We know that we are classed as mammals, as are many other animals on the planet. With mammals sharing several other features apart from the ability to provide milk, why are we called mammals?
Mammals were named by Carl Linnaeus, the father of taxonomy. Linnaeus named mammals after the latin word mamma, meaning breast.
In this article I look further into the reasons why we and other mammals got this name and look at the history of the name.
Mammals all share several features that other animals don’t. They have hair or fur on their bodies, although some, like whales, only have this before they are born.
Mammals’ ears have three bones that are unique to them while other animals don’t. They all have a diaphragm that separates their heart and lungs from their abdominal cavity.
Most are viviparous, meaning they give birth to live young (although there are notable exceptions, like the platypus). Among a few other features, mammals produce milk from mammary glands to feed their young.

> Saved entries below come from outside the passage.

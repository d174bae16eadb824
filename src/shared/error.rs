use axum::{response::IntoResponse, Json};

#[derive(Debug, thiserror::Error)]
pub enum ApiError {
    #[error("{0}")]
    Validation(String),
    #[error("{0}")]
    Conflict(String),
    #[error("{0}")]
    NotFound(String),
    #[error("Database error: {0}")]
    Database(String),
    #[error("Internal error: {0}")]
    Internal(String),
}

impl IntoResponse for ApiError {
    fn into_response(self) -> axum::response::Response {
        use axum::http::StatusCode;
        let (status, message) = match &self {
            Self::Validation(msg) => (StatusCode::BAD_REQUEST, msg.clone()),
            Self::Conflict(msg) => (StatusCode::CONFLICT, msg.clone()),
            Self::NotFound(msg) => (StatusCode::NOT_FOUND, msg.clone()),
            Self::Database(msg) | Self::Internal(msg) => {
                (StatusCode::INTERNAL_SERVER_ERROR, msg.clone())
            }
        };
        (status, Json(serde_json::json!({ "error": message }))).into_response()
    }
}

impl From<diesel::result::Error> for ApiError {
    fn from(err: diesel::result::Error) -> Self {
        Self::Database(err.to_string())
    }
}

impl From<diesel::r2d2::PoolError> for ApiError {
    fn from(err: diesel::r2d2::PoolError) -> Self {
        Self::Database(err.to_string())
    }
}
use crate::config::AppConfig;
use crate::shared::error::ApiError;
use crate::shared::utils::DbPool;
use diesel::r2d2::{ConnectionManager, PooledConnection};
use diesel::PgConnection;

/// Shared application state, constructed once in `main` and injected into
/// every handler and background task. Owns the connection pool for the
/// lifetime of the process.
#[derive(Clone)]
pub struct AppState {
    pub config: AppConfig,
    pub conn: DbPool,
}

impl AppState {
    pub fn new(config: AppConfig, conn: DbPool) -> Self {
        Self { config, conn }
    }

    pub fn db(&self) -> Result<PooledConnection<ConnectionManager<PgConnection>>, ApiError> {
        self.conn
            .get()
            .map_err(|e| ApiError::Database(format!("Failed to acquire connection: {}", e)))
    }
}

impl std::fmt::Debug for AppState {
    fn fmt(&self, f: &mut std::fmt::Formatter<'_>) -> std::fmt::Result {
        f.debug_struct("AppState")
            .field("config", &self.config)
            .field("conn", &"DbPool")
            .finish()
    }
}
use axum::{
    extract::{Path, State},
    http::StatusCode,
    routing::{get, put},
    Json, Router,
};

use chrono::{DateTime, Utc};
use diesel::prelude::*;
use serde::{Deserialize, Serialize};
use std::sync::Arc;
use uuid::Uuid;

use crate::shared::error::ApiError;
use crate::shared::schema::canned_responses;
use crate::shared::state::AppState;

#[derive(Debug, Clone, Serialize, Deserialize, Queryable, Insertable, AsChangeset)]
#[diesel(table_name = canned_responses)]
pub struct CannedResponse {
    pub id: Uuid,
    pub response: String,
    pub created_at: DateTime<Utc>,
}

#[derive(Debug, Serialize)]
pub struct CannedResponseView {
    #[serde(rename = "ID")]
    pub id: Uuid,
    pub response: String,
}

impl From<&CannedResponse> for CannedResponseView {
    fn from(row: &CannedResponse) -> Self {
        Self {
            id: row.id,
            response: row.response.clone(),
        }
    }
}

#[derive(Debug, Deserialize)]
pub struct UpdateCannedResponseRequest {
    pub response: Option<String>,
}

pub async fn list_canned_responses(
    State(state): State<Arc<AppState>>,
) -> Result<Json<Vec<CannedResponseView>>, ApiError> {
    let mut conn = state.db()?;

    let rows: Vec<CannedResponse> = canned_responses::table
        .order(canned_responses::created_at.desc())
        .load(&mut conn)?;

    Ok(Json(rows.iter().map(CannedResponseView::from).collect()))
}

pub async fn create_canned_response(
    State(state): State<Arc<AppState>>,
    Json(text): Json<String>,
) -> Result<(StatusCode, Json<CannedResponseView>), ApiError> {
    if text.trim().is_empty() {
        return Err(ApiError::Validation("Response text is required".to_string()));
    }

    let mut conn = state.db()?;

    let row = CannedResponse {
        id: Uuid::new_v4(),
        response: text,
        created_at: Utc::now(),
    };

    diesel::insert_into(canned_responses::table)
        .values(&row)
        .execute(&mut conn)?;

    Ok((StatusCode::CREATED, Json(CannedResponseView::from(&row))))
}

pub async fn update_canned_response(
    State(state): State<Arc<AppState>>,
    Path(id): Path<Uuid>,
    Json(req): Json<UpdateCannedResponseRequest>,
) -> Result<Json<CannedResponseView>, ApiError> {
    let mut conn = state.db()?;

    let mut row: CannedResponse = canned_responses::table
        .find(id)
        .first(&mut conn)
        .optional()?
        .ok_or_else(|| ApiError::NotFound("Canned response not found".to_string()))?;

    if let Some(response) = req.response {
        diesel::update(canned_responses::table.find(id))
            .set(canned_responses::response.eq(&response))
            .execute(&mut conn)?;
        row.response = response;
    }

    Ok(Json(CannedResponseView::from(&row)))
}

pub async fn delete_canned_response(
    State(state): State<Arc<AppState>>,
    Path(id): Path<Uuid>,
) -> Result<StatusCode, ApiError> {
    let mut conn = state.db()?;

    let existing: Option<CannedResponse> = canned_responses::table
        .find(id)
        .first(&mut conn)
        .optional()?;
    if existing.is_none() {
        return Err(ApiError::NotFound("Canned response not found".to_string()));
    }

    diesel::delete(canned_responses::table.find(id)).execute(&mut conn)?;

    Ok(StatusCode::NO_CONTENT)
}

pub fn configure_canned_routes() -> Router<Arc<AppState>> {
    Router::new()
        .route(
            "/cannedResponses",
            get(list_canned_responses).post(create_canned_response),
        )
        .route(
            "/cannedResponses/:id",
            put(update_canned_response).delete(delete_canned_response),
        )
}
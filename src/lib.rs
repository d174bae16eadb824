pub mod agents;
pub mod api_router;
pub mod canned;
pub mod config;
pub mod faq;
pub mod fetcher;
pub mod shared;
pub mod tags;
pub mod tickets;
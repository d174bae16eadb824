use axum::Router;
use dotenvy::dotenv;
use log::{error, info};
use std::sync::Arc;
use tower_http::cors::CorsLayer;

use deskserver::api_router::configure_api_routes;
use deskserver::config::AppConfig;
use deskserver::fetcher::TicketFetcher;
use deskserver::shared::state::AppState;
use deskserver::shared::utils::{create_conn, run_migrations};

#[tokio::main]
async fn main() -> std::io::Result<()> {
    dotenv().ok();
    env_logger::Builder::from_env(env_logger::Env::default().default_filter_or("info")).init();

    let config = AppConfig::from_env().expect("Failed to load config from env");

    let pool = match create_conn(&config.database.url, config.database.max_connections) {
        Ok(pool) => pool,
        Err(e) => {
            error!("Failed to create database pool: {}", e);
            return Err(std::io::Error::new(
                std::io::ErrorKind::ConnectionRefused,
                format!("Database pool creation failed: {}", e),
            ));
        }
    };

    if let Err(e) = run_migrations(&pool) {
        error!("Failed to run migrations: {}", e);
        return Err(std::io::Error::other(format!("Migration failed: {}", e)));
    }

    let state = Arc::new(AppState::new(config.clone(), pool));

    let fetcher = Arc::new(TicketFetcher::new(state.clone()));
    fetcher.spawn();

    let app = Router::new()
        .nest("/api", configure_api_routes())
        .layer(CorsLayer::permissive())
        .with_state(state);

    let addr = format!("{}:{}", config.server.host, config.server.port);
    let listener = tokio::net::TcpListener::bind(&addr).await?;
    info!("HTTP server listening on {}", addr);

    axum::serve(listener, app.into_make_service())
        .with_graceful_shutdown(shutdown_signal())
        .await
        .map_err(std::io::Error::other)
}

async fn shutdown_signal() {
    tokio::signal::ctrl_c().await.ok();
    info!("Shutting down");
}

If mammals all share these similarities, why are we named after the latin word for breast? Where did the name mammal come from in the first place, and why do we call them by that name today?
Aristotle – Pre-mammal Taxonomy
Long before mammals were called mammals, Aristotle was trying to come up with different classifications for the animals he observed.

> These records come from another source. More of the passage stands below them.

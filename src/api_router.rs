//! API Router
//!
//! Combines the API endpoints from all specialized modules into a unified
//! router, mounted under `/api` by the server entry point.

use axum::Router;
use std::sync::Arc;

use crate::shared::state::AppState;

/// Configure all API routes from all modules
pub fn configure_api_routes() -> Router<Arc<AppState>> {
    Router::new()
        .merge(crate::tickets::configure_tickets_routes())
        .merge(crate::agents::configure_agents_routes())
        .merge(crate::tags::configure_tags_routes())
        .merge(crate::canned::configure_canned_routes())
        .merge(crate::faq::configure_faq_routes())
}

He divided animals generally into two types: those with blood, and those without blood, similar to the way in which we distinguish between vertebrates and invertebrates.
Among the animals with blood, he distinguished five different varieties:
- Viviparous quadrupeds
- Oviparous quadrupeds
Viviparous quadrupeds are what today we would classify as mammals. Viviparous means bearing live young, and quadrupeds move around on four feet.
For centuries, Aristotle’s classifications of animals were what scientists and naturalists used to distinguish one from the other.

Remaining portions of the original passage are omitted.